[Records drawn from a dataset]
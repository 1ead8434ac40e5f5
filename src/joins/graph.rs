//! Join graphs: tuple variables linked by the equalities of one conjunction.

use serde::Serialize;
use sqlparser::ast::JoinConstraint;

use crate::catalog::Relation;
use crate::logic::normalizer::{
    Conjunction, NormalizeOutcome, NormalizedPredicate, ScopePredicates,
};
use crate::logic::{AtomKind, CompareOp, Operand};
use crate::parser::lexical::Clause;
use crate::parser::names::ident_key;
use crate::parser::sql_parser::SourceSpan;
use crate::query::{ColumnKey, QueryModel, ScopeId, VarId, VarSource};

/// A vertex of a join graph.
#[derive(Debug, Clone, Copy, PartialEq, Eq, Hash, PartialOrd, Ord, Serialize)]
pub enum Node {
    /// A tuple variable of the scope or of a positive subquery in the conjunction.
    Var(VarId),
    /// Every variable of the enclosing scopes, for correlated blocks.
    Outer,
}

/// Strength of a join edge.
#[derive(Debug, Clone, Copy, PartialEq, Eq, Serialize)]
pub enum EdgeKind {
    /// Foreign key onto the referenced key, or any equality between two
    /// variables over the same relation.
    Key,
    /// Any other equality between columns of two variables.
    Weak,
}

/// Where a join edge comes from.
#[derive(Debug, Clone, PartialEq, Eq, Serialize)]
pub enum EdgeSource {
    /// A column equality.
    Equality {
        /// Display text of the atom.
        text: String,
        /// Clause of the atom.
        clause: Clause,
        /// Position of the atom.
        span: SourceSpan,
    },
    /// `x IN (SELECT y ...)`, linking `x` with `y`.
    InSubquery {
        /// Position of the predicate.
        span: SourceSpan,
    },
    /// `USING` or `NATURAL`.
    Using,
    /// A lateral derived table referring to earlier variables.
    Lateral,
}

/// An undirected edge.
#[derive(Debug, Clone, PartialEq, Eq, Serialize)]
pub struct JoinEdge {
    /// One end.
    pub a: Node,
    /// Other end.
    pub b: Node,
    /// Strength.
    pub kind: EdgeKind,
    /// Equated columns, when the edge is a column equality.
    pub columns: Option<(ColumnKey, ColumnKey)>,
    /// Origin.
    pub source: EdgeSource,
}

impl JoinEdge {
    /// True when `node` is an end of the edge.
    pub fn touches(&self, node: Node) -> bool {
        self.a == node || self.b == node
    }
}

/// Graph of one scope under one conjunction of its filter.
#[derive(Debug, Clone, Serialize)]
pub struct JoinGraph {
    /// The scope.
    pub scope: ScopeId,
    /// Conjunction of the filter; `None` when the scope has no filter.
    pub conjunction: Option<usize>,
    /// Vertices; the scope's own variables come first, in FROM order.
    pub nodes: Vec<Node>,
    /// Edges.
    pub edges: Vec<JoinEdge>,
    components: Vec<usize>,
}

impl JoinGraph {
    /// Component index of `node`.
    pub fn component_of(&self, node: Node) -> Option<usize> {
        self.nodes
            .iter()
            .position(|n| *n == node)
            .map(|index| self.components[index])
    }

    /// Nodes grouped by component, in order of first appearance.
    pub fn components(&self) -> Vec<Vec<Node>> {
        let mut order: Vec<usize> = Vec::new();
        let mut groups: Vec<Vec<Node>> = Vec::new();
        for (node, component) in self.nodes.iter().zip(&self.components) {
            match order.iter().position(|c| c == component) {
                Some(index) => groups[index].push(*node),
                None => {
                    order.push(*component);
                    groups.push(vec![*node]);
                }
            }
        }
        groups
    }

    /// Edges incident to `node`.
    pub fn edges_of(&self, node: Node) -> impl Iterator<Item = &JoinEdge> {
        self.edges.iter().filter(move |edge| edge.touches(node))
    }

    /// True when both nodes are linked by some edge of the given kind.
    pub fn linked(&self, x: Node, y: Node, kind: EdgeKind) -> bool {
        self.edges
            .iter()
            .any(|edge| edge.kind == kind && edge.touches(x) && edge.touches(y))
    }

    fn add_node(&mut self, node: Node) {
        if !self.nodes.contains(&node) {
            self.nodes.push(node);
        }
    }

    fn node_for(&self, var: VarId) -> Option<Node> {
        if self.nodes.contains(&Node::Var(var)) {
            Some(Node::Var(var))
        } else if self.nodes.contains(&Node::Outer) {
            Some(Node::Outer)
        } else {
            None
        }
    }

    fn add_equality(
        &mut self,
        model: &QueryModel<'_>,
        left: &ColumnKey,
        right: &ColumnKey,
        source: EdgeSource,
    ) {
        let (Some(a), Some(b)) = (self.node_for(left.var), self.node_for(right.var)) else {
            return;
        };
        if a == b {
            return;
        }
        self.edges.push(JoinEdge {
            a,
            b,
            kind: edge_kind(model, left, right),
            columns: Some((left.clone(), right.clone())),
            source,
        });
    }

    fn settle(&mut self) {
        let mut sets = DisjointSet::new(self.nodes.len());
        for edge in &self.edges {
            let a = self.nodes.iter().position(|n| *n == edge.a);
            let b = self.nodes.iter().position(|n| *n == edge.b);
            if let (Some(a), Some(b)) = (a, b) {
                sets.union(a, b);
            }
        }
        self.components = (0..self.nodes.len()).map(|i| sets.find(i)).collect();
    }
}

/// Union-find over node indices.
#[derive(Debug)]
struct DisjointSet {
    parent: Vec<usize>,
}

impl DisjointSet {
    fn new(size: usize) -> Self {
        Self {
            parent: (0..size).collect(),
        }
    }

    fn find(&mut self, mut index: usize) -> usize {
        while self.parent[index] != index {
            self.parent[index] = self.parent[self.parent[index]];
            index = self.parent[index];
        }
        index
    }

    fn union(&mut self, a: usize, b: usize) {
        let (a, b) = (self.find(a), self.find(b));
        if a != b {
            self.parent[b.max(a)] = a.min(b);
        }
    }
}

/// Graphs of one scope, or the budget that stopped normalization.
#[derive(Debug, Clone, Serialize)]
pub enum GraphOutcome {
    /// One graph per conjunction of the filter.
    Built(Vec<JoinGraph>),
    /// The filter was not normalized.
    Inconclusive {
        /// The exceeded conjunction budget.
        budget: usize,
    },
}

/// Key edge when one column is a foreign key onto the other, or when both
/// variables range over the same relation.
pub fn edge_kind(model: &QueryModel<'_>, left: &ColumnKey, right: &ColumnKey) -> EdgeKind {
    let (Some(l), Some(r)) = (model.relation_of(left.var), model.relation_of(right.var)) else {
        return EdgeKind::Weak;
    };
    if l.name == r.name && l.schema == r.schema {
        return EdgeKind::Key;
    }
    if references(l, &left.column, &r.name, &right.column)
        || references(r, &right.column, &l.name, &left.column)
    {
        EdgeKind::Key
    } else {
        EdgeKind::Weak
    }
}

fn references(from: &Relation, column: &str, target: &str, target_column: &str) -> bool {
    from.foreign_keys_to(target).any(|fk| {
        fk.columns
            .iter()
            .zip(&fk.referenced_columns)
            .any(|(c, rc)| c == column && rc == target_column)
    })
}

/// Build the join graphs of `scope`.
pub fn build_graphs(
    model: &QueryModel<'_>,
    predicates: &[ScopePredicates<'_>],
    scope: ScopeId,
) -> GraphOutcome {
    let mut base = JoinGraph {
        scope,
        conjunction: None,
        nodes: model.scope(scope).vars.iter().map(|v| Node::Var(*v)).collect(),
        edges: Vec::new(),
        components: Vec::new(),
    };
    if model.scope(scope).outer.is_some() {
        base.add_node(Node::Outer);
    }
    add_using_edges(&mut base, model, scope);
    add_lateral_edges(&mut base, model, scope);
    if let Some(scope_predicates) = predicates.get(scope) {
        for (_, on) in &scope_predicates.outer_joins {
            if let Some(conjunction) = single_conjunction(on) {
                add_conjunction_edges(&mut base, model, predicates, on, conjunction);
            }
        }
    }

    let filter = predicates.get(scope).and_then(|p| p.filter.as_ref());
    let Some(filter) = filter else {
        base.settle();
        return GraphOutcome::Built(vec![base]);
    };
    let dnf = match &filter.outcome {
        NormalizeOutcome::Normalized(dnf) => dnf,
        NormalizeOutcome::Inconclusive { budget } => {
            return GraphOutcome::Inconclusive { budget: *budget }
        }
    };
    let graphs = dnf
        .conjunctions
        .iter()
        .enumerate()
        .map(|(index, conjunction)| {
            let mut graph = base.clone();
            graph.conjunction = Some(index);
            add_subquery_nodes(&mut graph, model, filter, conjunction);
            add_conjunction_edges(&mut graph, model, predicates, filter, conjunction);
            graph.settle();
            graph
        })
        .collect();
    GraphOutcome::Built(graphs)
}

fn single_conjunction<'a>(predicate: &'a NormalizedPredicate<'_>) -> Option<&'a Conjunction> {
    match predicate.outcome.dnf().map(|dnf| dnf.conjunctions.as_slice()) {
        Some([only]) => Some(only),
        _ => None,
    }
}

fn add_conjunction_edges(
    graph: &mut JoinGraph,
    model: &QueryModel<'_>,
    predicates: &[ScopePredicates<'_>],
    predicate: &NormalizedPredicate<'_>,
    conjunction: &Conjunction,
) {
    for literal in conjunction {
        let atom = &predicate.atoms[literal.atom];
        match &atom.kind {
            AtomKind::Compare {
                left: Operand::Column(left),
                op,
                right: Operand::Column(right),
            } => {
                let op = if literal.positive { *op } else { op.negate() };
                if op == CompareOp::Eq && left.key.var != right.key.var {
                    graph.add_equality(
                        model,
                        &left.key,
                        &right.key,
                        EdgeSource::Equality {
                            text: atom.text.clone(),
                            clause: atom.clause,
                            span: atom.span,
                        },
                    );
                }
            }
            AtomKind::InSubquery {
                operand: Operand::Column(column),
                subquery,
            } if literal.positive => {
                let origin = match model.scopes_of_query(subquery) {
                    [only] => model
                        .outputs(*only)
                        .and_then(|outputs| outputs.first())
                        .and_then(|output| output.origin.clone()),
                    _ => None,
                };
                if let Some(origin) = origin {
                    graph.add_equality(
                        model,
                        &column.key,
                        &origin,
                        EdgeSource::InSubquery { span: atom.span },
                    );
                }
            }
            _ => {}
        }
        let correlated = match &atom.kind {
            AtomKind::Exists(subquery) | AtomKind::InSubquery { subquery, .. } => Some(*subquery),
            _ => None,
        };
        if let Some(subquery) = correlated.filter(|_| literal.positive) {
            add_subquery_filter_edges(graph, model, predicates, subquery);
        }
    }
}

fn add_subquery_nodes(
    graph: &mut JoinGraph,
    model: &QueryModel<'_>,
    filter: &NormalizedPredicate<'_>,
    conjunction: &Conjunction,
) {
    for literal in conjunction.iter().filter(|l| l.positive) {
        let atom = &filter.atoms[literal.atom];
        if !matches!(atom.kind, AtomKind::Exists(_) | AtomKind::InSubquery { .. }) {
            continue;
        }
        if let Some(subquery) = atom.subquery() {
            if let [only] = model.scopes_of_query(subquery) {
                for var in &model.scope(*only).vars {
                    graph.add_node(Node::Var(*var));
                }
            }
        }
    }
}

fn add_subquery_filter_edges(
    graph: &mut JoinGraph,
    model: &QueryModel<'_>,
    predicates: &[ScopePredicates<'_>],
    subquery: &sqlparser::ast::Query,
) {
    let [only] = model.scopes_of_query(subquery) else {
        return;
    };
    let Some(sub) = predicates.get(*only) else {
        return;
    };
    if let Some(filter) = &sub.filter {
        if let Some(conjunction) = single_conjunction(filter) {
            add_conjunction_edges(graph, model, &[], filter, conjunction);
        }
    }
    for (_, on) in &sub.outer_joins {
        if let Some(conjunction) = single_conjunction(on) {
            add_conjunction_edges(graph, model, &[], on, conjunction);
        }
    }
}

fn add_using_edges(graph: &mut JoinGraph, model: &QueryModel<'_>, scope: ScopeId) {
    let vars = &model.scope(scope).vars;
    for (position, var) in vars.iter().enumerate() {
        let names: Vec<String> = match model.var(*var).constraint {
            Some(JoinConstraint::Using(idents)) => idents.iter().map(ident_key).collect(),
            Some(JoinConstraint::Natural) => model
                .columns_of(*var)
                .map(|columns| columns.iter().map(|c| c.name.clone()).collect())
                .unwrap_or_default(),
            _ => continue,
        };
        for name in names {
            let earlier = vars[..position].iter().find(|v| {
                model
                    .columns_of(**v)
                    .is_some_and(|columns| columns.iter().any(|c| c.name == name))
            });
            let Some(earlier) = earlier else {
                continue;
            };
            let left = ColumnKey {
                var: *earlier,
                column: name.clone(),
            };
            let right = ColumnKey {
                var: *var,
                column: name,
            };
            graph.add_equality(model, &left, &right, EdgeSource::Using);
        }
    }
}

fn add_lateral_edges(graph: &mut JoinGraph, model: &QueryModel<'_>, scope: ScopeId) {
    for var in &model.scope(scope).vars {
        let VarSource::Derived(inner) = &model.var(*var).source else {
            continue;
        };
        let targets: Vec<VarId> = model
            .column_refs
            .iter()
            .filter(|r| inner.contains(&r.scope))
            .filter_map(|r| r.resolution.column())
            .filter(|c| c.outer && model.var(c.key.var).scope == scope)
            .map(|c| c.key.var)
            .collect();
        for target in targets {
            if target != *var {
                graph.edges.push(JoinEdge {
                    a: Node::Var(target),
                    b: Node::Var(*var),
                    kind: EdgeKind::Weak,
                    columns: None,
                    source: EdgeSource::Lateral,
                });
            }
        }
    }
}
/// Scopes, tuple variables and resolved column references of one query.
#[derive(Debug, Clone)]
pub struct QueryModel<'q> {
    /// Catalog used for resolution.
    pub catalog: &'q SchemaCatalog,
    /// The analyzed query.
    pub root: &'q Query,
    /// SELECT blocks in walk order (parents before children).
    pub scopes: Vec<SelectScope<'q>>,
    /// Tuple variables of all scopes.
    pub vars: Vec<TupleVar<'q>>,
    /// Common table expressions.
    pub ctes: Vec<CteDef<'q>>,
    /// Set operations.
    pub set_operations: Vec<SetOperation<'q>>,
    /// Every column reference outside subqueries of its own scope.
    pub column_refs: Vec<ColumnRef<'q>>,
    query_scopes: Vec<(&'q Query, Vec<ScopeId>)>,
    outputs: Vec<ColumnsState>,
    var_columns: Vec<ColumnsState>,
}
/// Tuple variables visible from `scope`, innermost first.
fn visible_vars(ctx: &CheckContext<'_, '_>, scope: ScopeId) -> Vec<usize> {
    let model = ctx.model();
    let mut vars = Vec::new();
    let mut current = Some(scope);
    while let Some(s) = current {
        vars.extend(model.scope(s).vars.iter().copied());
        current = model.scope(s).outer;
    }
    vars
}

fn column_names<'a>(ctx: &CheckContext<'a, '_>, vars: &[usize]) -> Vec<&'a str> {
    vars.iter()
        .filter_map(|v| ctx.model().columns_of(*v))
        .flatten()
        .map(|c| c.name.as_str())
        .collect()
}

/// Relations that are not in the catalog (7), unknown schemas (8) and
/// likely misspellings of either (9).
pub fn relation_references(ctx: &CheckContext<'_, '_>) -> Vec<Finding> {
    let model = ctx.model();
    let mut findings = Vec::new();
    for tuple in &model.vars {
        let VarSource::Unresolved { schema, name } = &tuple.source else {
            continue;
        };
        let location = ctx.at_var(tuple.id);
        match schema {
            Some(schema) if !ctx.catalog.has_schema(schema) => {
                findings.push(Finding::syntax(8, location.clone()).param("schema", schema));
                let schemas = ctx.catalog.schema_names();
                if let Some(suggestion) = closest_match(schema, schemas, MAX_EDITS) {
                    findings.push(
                        Finding::syntax(9, location)
                            .param("name", schema)
                            .param("suggestion", suggestion),
                    );
                }
            }
            _ => {
                let written = tuple.object.map_or_else(|| name.clone(), ToString::to_string);
                findings.push(Finding::syntax(7, location.clone()).param("relation", written));
                let candidates = ctx
                    .catalog
                    .relation_names()
                    .chain(model.ctes.iter().map(|c| c.name.as_str()));
                if let Some(suggestion) = closest_match(name, candidates, MAX_EDITS) {
                    findings.push(
                        Finding::syntax(9, location)
                            .param("name", name)
                            .param("suggestion", suggestion),
                    );
                }
            }
        }
    }
    findings
}

/// Calls of functions that are neither built in nor in the catalog (5).
///
/// Heuristic: the built-in list covers common functions only.
pub fn undefined_functions(ctx: &CheckContext<'_, '_>) -> Vec<Finding> {
    let mut findings = Vec::new();
    for scope in &ctx.model().scopes {
        walk_scope(ctx, scope, &mut |clause, node| {
            let Expr::Function(func) = node else {
                return;
            };
            let name = normalized_function_name(func);
            let known = AGGREGATE_FUNCTIONS.contains(&name.as_str())
                || BUILTIN_FUNCTIONS.contains(&name.as_str())
                || ctx.catalog.has_function(&name);
            if !known {
                findings.push(
                    Finding::syntax(5, ctx.at_expr(Some(clause), node))
                        .param("function", &func.name)
                        .heuristic(),
                );
            }
        });
    }
    findings
}

/// Placeholders such as `$1` or `?` (6).
pub fn undefined_parameters(ctx: &CheckContext<'_, '_>) -> Vec<Finding> {
    let mut findings = Vec::new();
    for scope in &ctx.model().scopes {
        walk_scope(ctx, scope, &mut |clause, node| {
            if let Expr::Value(Value::Placeholder(name)) = node {
                findings.push(Finding::syntax(6, ctx.at_expr(Some(clause), node)).param("parameter", name));
            }
        });
    }
    findings
}

enum Side {
    Column(ResolvedColumn),
    Literal,
    Undefined(String),
    Other,
}

fn classify_side(ctx: &CheckContext<'_, '_>, scope: ScopeId, expr: &Expr) -> Side {
    let expr = unnest(expr);
    if let Some(idents) = column_idents(expr) {
        return match ctx.model().resolve(scope, idents) {
            Resolution::Column(column) => Side::Column(column),
            Resolution::UndefinedColumn { var: None, column } if idents.len() == 1 => {
                Side::Undefined(column)
            }
            _ => Side::Other,
        };
    }
    if is_constant(expr) && !is_null_literal(expr) {
        Side::Literal
    } else {
        Side::Other
    }
}

fn literal_class(expr: &Expr) -> Option<TypeClass> {
    match unnest(expr) {
        Expr::Value(Value::Number(text, _)) if text.contains(['.', 'e', 'E']) => {
            Some(TypeClass::Numeric)
        }
        Expr::Value(Value::Number(..)) => Some(TypeClass::Integer),
        Expr::UnaryOp { expr, .. } => literal_class(expr),
        Expr::Value(Value::Boolean(_)) => Some(TypeClass::Boolean),
        _ => None,
    }
}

**What to do**
Your answer should be one number: how many lines in the records above include "TypeClass".

**Problem solution**
4